[Entries provided Boundary: Start]
#[derive(Debug, Default, Deserialize)]
#[serde(default, rename_all = "camelCase")]
struct SimulatePayload {
    house_price: Option<f64>,
    monthly_rent: Option<f64>,
    deposit: Option<f64>,
    mortgage_length: Option<u32>,
    ongoing_cost: Option<f64>,
    buying_cost: Option<f64>,
    selling_cost_rate: Option<f64>,
    annual_salary: Option<f64>,
    inflation_rate: Option<f64>,

    stamp_duty: Option<bool>,
    cgt_on_property: Option<bool>,
    cgt_on_investment: Option<bool>,

    #[serde(deserialize_with = "number_list")]
    stamp_duty_thresholds: Option<Vec<f64>>,
    #[serde(deserialize_with = "number_list")]
    stamp_duty_rates: Option<Vec<f64>>,
    cgt_basic_rate_ceiling: Option<f64>,
    cgt_allowance: Option<f64>,
    personal_allowance: Option<f64>,
    property_cgt_basic_rate: Option<f64>,
    property_cgt_higher_rate: Option<f64>,
    investment_cgt_basic_rate: Option<f64>,
    investment_cgt_higher_rate: Option<f64>,

    mortgage_rate_mean: Option<f64>,
    mortgage_rate_sd: Option<f64>,
    property_growth_mean: Option<f64>,
    property_growth_sd: Option<f64>,
    rent_increase_mean: Option<f64>,
    rent_increase_sd: Option<f64>,
    investment_return_mean: Option<f64>,
    investment_return_sd: Option<f64>,
    years_until_sell_mean: Option<f64>,
    years_until_sell_sd: Option<f64>,

    samples: Option<usize>,
    simulations: Option<usize>,
    pool_seed: Option<u64>,
    seed: Option<u64>,
}

/// A JSON array, or a comma-separated string as sent in a query string.
#[derive(Deserialize)]
#[serde(untagged)]
enum NumberList {
    List(Vec<f64>),
    Delimited(String),
}

fn number_list<'de, D>(deserializer: D) -> Result<Option<Vec<f64>>, D::Error>
where
    D: Deserializer<'de>,
{
    match Option::<NumberList>::deserialize(deserializer)? {
        None => Ok(None),
        Some(NumberList::List(values)) => Ok(Some(values)),
        Some(NumberList::Delimited(text)) => parse_number_list(&text)
            .map(Some)
            .map_err(serde::de::Error::custom),
    }
}

fn parse_number_list(text: &str) -> Result<Vec<f64>, String> {
    text.split(',')
        .map(str::trim)
        .filter(|item| !item.is_empty())
        .map(|item| {
            item.parse::<f64>()
                .map_err(|_| format!("'{item}' is not a number"))
        })
        .collect()
}

#[derive(Parser, Debug)]
#[command(
    name = "buy_or_rent simulate",
    about = "Monte Carlo estimate of buying a home versus renting and investing (England)"
)]
struct Cli {
    #[arg(long, default_value_t = 300_000.0)]
    house_price: f64,
    #[arg(long, help = "Monthly rent of an equivalent property; defaults to a 4.3% yield")]
    monthly_rent: Option<f64>,
    #[arg(long, help = "Deposit amount; defaults to 40% of the house price")]
    deposit: Option<f64>,
    #[arg(long, default_value_t = 30)]
    mortgage_length: u32,
    #[arg(
        long,
        help = "Annual maintenance plus service charge; defaults to 0.6% of the house price"
    )]
    ongoing_cost: Option<f64>,
    #[arg(long, default_value_t = 3_000.0, help = "Buying costs excluding stamp duty")]
    buying_cost: f64,
    #[arg(
        long,
        default_value_t = 2.0,
        help = "Selling costs in percent of the sale price"
    )]
    selling_cost_rate: f64,
    #[arg(
        long,
        default_value_t = 20_000.0,
        help = "Annual salary at the time of sale, used for capital gains tax"
    )]
    annual_salary: f64,
    #[arg(
        long,
        default_value_t = 2.0,
        help = "Inflation in percent, applied to ongoing costs and real future values"
    )]
    inflation_rate: f64,

    #[arg(long, default_value_t = true, action = ArgAction::Set)]
    stamp_duty: bool,
    #[arg(long, default_value_t = true, action = ArgAction::Set)]
    cgt_on_property: bool,
    #[arg(long, default_value_t = false, action = ArgAction::Set)]
    cgt_on_investment: bool,

    #[arg(
        long,
        value_delimiter = ',',
        default_values_t = [0.0, 250_000.0, 925_000.0, 1_500_000.0],
        help = "Stamp duty band thresholds, ascending"
    )]
    stamp_duty_thresholds: Vec<f64>,
    #[arg(
        long,
        value_delimiter = ',',
        default_values_t = [0.0, 5.0, 10.0, 12.0],
        help = "Marginal stamp duty rate in percent for each threshold"
    )]
    stamp_duty_rates: Vec<f64>,
    #[arg(long, default_value_t = 50_271.0)]
    cgt_basic_rate_ceiling: f64,
    #[arg(long, default_value_t = 6_000.0, help = "Annual CGT exempt amount")]
    cgt_allowance: f64,
    #[arg(long, default_value_t = 12_570.0)]
    personal_allowance: f64,
    #[arg(long, default_value_t = 18.0)]
    property_cgt_basic_rate: f64,
    #[arg(long, default_value_t = 28.0)]
    property_cgt_higher_rate: f64,
    #[arg(long, default_value_t = 10.0)]
    investment_cgt_basic_rate: f64,
    #[arg(long, default_value_t = 20.0)]
    investment_cgt_higher_rate: f64,

    #[arg(long, default_value_t = 5.5, help = "Mean mortgage interest rate in percent")]
    mortgage_rate_mean: f64,
    #[arg(long, default_value_t = 1.2)]
    mortgage_rate_sd: f64,
    #[arg(long, default_value_t = 3.0, help = "Mean annual property price growth in percent")]
    property_growth_mean: f64,
    #[arg(long, default_value_t = 1.0)]
    property_growth_sd: f64,
    #[arg(long, default_value_t = 1.325, help = "Mean annual rent increase in percent")]
    rent_increase_mean: f64,
    #[arg(long, default_value_t = 1.0)]
    rent_increase_sd: f64,
    #[arg(long, default_value_t = 6.0, help = "Mean annual investment return in percent")]
    investment_return_mean: f64,
    #[arg(long, default_value_t = 2.0)]
    investment_return_sd: f64,
    #[arg(long, default_value_t = 15.0)]
    years_until_sell_mean: f64,
    #[arg(long, default_value_t = 5.0)]
    years_until_sell_sd: f64,

    #[arg(long, default_value_t = 10_000, help = "Size of each parameter sample pool")]
    samples: usize,
    #[arg(long, default_value_t = 1_000)]
    simulations: usize,
    #[arg(long, default_value_t = 123, help = "Seed for the parameter sample pools")]
    pool_seed: u64,
    #[arg(long, default_value_t = 42, help = "Seed for the per-trial draws")]
    seed: u64,
}

#[derive(Debug)]
struct SimulationRequest {
    scenario: Scenario,
    distributions: UncertainDistributions,
    pool_size: usize,
    pool_seed: u64,
    config: SimulationConfig,
}
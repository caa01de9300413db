use tracing_subscriber::util::TryInitError;
use tracing_subscriber::{EnvFilter, fmt, layer::SubscriberExt, util::SubscriberInitExt};

/// Initialize logging to stderr so stdout stays free for JSON output.
///
/// The level applies to this crate only; `RUST_LOG` overrides it entirely.
/// Fails if a global subscriber is already installed.
pub fn init_logging(level: &str) -> Result<(), TryInitError> {
    let default_filter = format!("buy_or_rent={level}");
    let env_filter =
        EnvFilter::try_from_default_env().unwrap_or_else(|_| EnvFilter::new(&default_filter));

    tracing_subscriber::registry()
        .with(env_filter)
        .with(
            fmt::layer()
                .with_writer(std::io::stderr)
                .with_target(true)
                .with_thread_ids(false),
        )
        .try_init()?;

    tracing::debug!("buy_or_rent logging initialized (default filter {default_filter})");
    Ok(())
}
[Entries provided Boundary: End]
Exercise prompt:
The answer must be every line from the records above that contains the word "defaults", copied in full.

Answer to this exercise:
    #[arg(long, help = "Monthly rent of an equivalent property; defaults to a 4.3% yield")]
    #[arg(long, help = "Deposit amount; defaults to 40% of the house price")]
        help = "Annual maintenance plus service charge; defaults to 0.6% of the house price"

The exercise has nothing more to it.